CoP to lose sole say on guns
(CNS): The country’s legislators had another rare moment of harmony on Wednesday when they all voted to support a private member’s motion to establish a firearms authority to decide who gets a gun licence. Currently, it is the commissioner of police alone who makes the decision to grant or deny a firearms license to an applicant on Grand Cayman but legislatures have voted to amend legislation which will see the country’s top cop share the decision with at least three local justices of the peace and the president of the gun club. The motion brought by the opposition leader is as a result of what the country’s politicians say is the commissioner’s increasing reluctance to allow ordinary law abiding citizens to own firearms.

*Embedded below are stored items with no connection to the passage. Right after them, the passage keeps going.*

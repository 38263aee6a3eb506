//! Command line front-end: clap parsing and conversion into an `AppConfig`
//! plus a `MatchSpecification`.

mod clap_parser;

pub use clap_parser::{Cli, env_file_arg};
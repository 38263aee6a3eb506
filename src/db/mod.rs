pub mod connection;
pub mod schema;
pub mod store;

pub use connection::make_pool;
pub use schema::{quote_ident, quote_literal, validate_ident};
pub use store::{RelationalStore, SqliteStore};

The original motion, which was filed by PPM leader Alden McLaughlin and backed by his colleague, East End MLA Arden McLean, received the support of the government with an amendment made by West Bay backbencher Cline Glidden to include the gun club president as someone who could bring expertise to the authority, which the opposition also welcomed, subject to discussions with the club.
McLaughlin said that he and all members of the House had received representations from their constituents that it was becoming increasingly difficult for anyone to get a firearms licence unless they were a farmer or a member of the gun club. “Over the past twenty years it appears to have grown increasingly restrictive,” the opposition leader said, about who could and could not own a gun. “Although there are no provisions in the law for it, the regulations now seem to support a policy that licences are only granted to farmers and members of the gun club.”

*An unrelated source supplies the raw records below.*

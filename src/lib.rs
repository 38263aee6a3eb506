pub mod cli;
pub mod config;
pub mod db;
pub mod engine;
pub mod error;
pub mod logging;
pub mod matching;
pub mod metrics;
pub mod models;
pub mod normalize;
pub mod util;
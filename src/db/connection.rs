use sqlx::SqlitePool;
use sqlx::sqlite::{SqliteConnectOptions, SqlitePoolOptions};
use std::str::FromStr;
use std::time::Duration;

use crate::config::DatabaseConfig;
use crate::error::DbError;

/// Open the store session. The engine is the only writer during a run and
/// issues its calls strictly in sequence, so the pool holds exactly one
/// connection; that also keeps `sqlite::memory:` databases alive and shared.
pub async fn make_pool(cfg: &DatabaseConfig) -> Result<SqlitePool, DbError> {
    let acquire_ms: u64 = std::env::var("RECORD_MATCHER_ACQUIRE_MS")
        .ok()
        .and_then(|s| s.parse().ok())
        .unwrap_or(cfg.acquire_timeout_ms);

    let opts = SqliteConnectOptions::from_str(&cfg.url)
        .map_err(|e| DbError::Connection(format!("{}: {}", cfg.url, e)))?
        .create_if_missing(cfg.create_if_missing);

    log::debug!(
        "opening store {} (acquire timeout {}ms)",
        cfg.url,
        acquire_ms
    );

    SqlitePoolOptions::new()
        .max_connections(1)
        .min_connections(1)
        .acquire_timeout(Duration::from_millis(acquire_ms))
        .idle_timeout(None)
        .max_lifetime(None)
        .connect_with(opts)
        .await
        .map_err(|e| DbError::Connection(format!("{}: {}", cfg.url, e)))
}

#[cfg(test)]
mod tests {
    use super::*;

    #[tokio::test]
    async fn memory_pool_keeps_state_between_calls() {
        let pool = make_pool(&DatabaseConfig::default()).await.unwrap();
        sqlx::query("CREATE TABLE t (a TEXT)")
            .execute(&pool)
            .await
            .unwrap();
        sqlx::query("INSERT INTO t VALUES ('x')")
            .execute(&pool)
            .await
            .unwrap();
        let n: i64 = sqlx::query_scalar("SELECT COUNT(*) FROM t")
            .fetch_one(&pool)
            .await
            .unwrap();
        assert_eq!(n, 1);
    }

    #[tokio::test]
    async fn unopenable_database_is_connection_error() {
        let cfg = DatabaseConfig {
            url: "sqlite:///definitely/missing/dir/store.db".into(),
            acquire_timeout_ms: 2_000,
            ..DatabaseConfig::default()
        };
        assert!(matches!(
            make_pool(&cfg).await,
            Err(DbError::Connection(_))
        ));
    }
}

The current and previous police commissioners have made no secret of their opposition to ordinary people having firearms, McLaughlin said, as the senior police believe that more licenced guns on island also seems to mean that more guns can fall into the hands of criminals. He said that as far as he was aware very few private guns had ever been lost or stolen and knew of no circumstance where a stolen or lost licenced weapon was used to kill anyone.
McLaughlin pointed out that criminals prefer unlicenced weapons, given that licensed ones tend to be easier to trace. He also pointed out that as the police appear to have lost at least two of their own guns from the police armoury, they were hardly in a position to prevent law abide local citizens from acquiring a licence on the grounds that they might lose them or not keep them secure enough.
“I do not believe the commissioner of police by himself is the best placed individual to make the decisions,” he said as he called for the creation of the authority.
The motion gained the support of the government, which added the gun club president because Gidden said he would be able to offer advice on the adequate security and storage arrangements for applicants and his expertise would make for a stronger authority. McLaughlin urged the government to draft the bill as soon as possible, despite the possible stumbling blocks it may encounter over the proposal.
The commissioner has made it clear that he does not approve of private firearm ownership as he believes that the more weapons there are the more weapons can fall into the wrong hands. Although there has never been any indication that a legally held gun has been lost and stolen and ended up being used in a fatal shooting, one was used in a robbery last year. The weapon used during the robbery of Mostyns Esso in Bodden Town, which was used to fire at police officers during the getaway, was a stolen gun, officials have said.
In February last year, Ezzard Miller moved an almost identical motion, which asked government to establish a committee that included two justices of the peace and the police commissioner to approve or deny licenses. At the time Miller had proposed the motion on the grounds that a number of his North Side constituents had made representations to him about the difficulties they were having, even as farmers, getting licenses.
Miller also told of a particular incident which had led him to suggest an amendment that the commissioner was not the best person to be making the decisions alone.
He revealed how a former commissioner of police had been questioned about the delays and refusals of such licences at a public meeting in his constituency and defended his position, suggesting that there was no need to have a licence for a 12 gauge shotgun because farmers could kill their cows with an iron bolt or a knife, and they could poison the rabbits. “I can promise you that any respect that the commissioner of police had hoped to get from that community was entirely destroyed by that statement when one old gentleman whispered to me, 'But how can he be chief of police in Cayman, and he doesn’t know that I can’t eat rabbit after I poison it?'" Miller told his legislative colleagues.
At the time his motion was not accepted by government and the deputy governor Donovan Ebanks, who spoke on government’s behalf, suggested that licences were not being refused that often and if they were, there was an appeals process. He also said that while there were emerging and growing views on the purposes for which licences should be issued, which was not something that is prescribed in the law, government was not inclined to broaden the remit.
CNS has contacted the RCIPS for comment regarding the decision to move licensing from the sole discretion of the commissioner and is awaiting a response.
Gun licences on the Sister Islands are issued by the district commissioner and not by the police commissioner.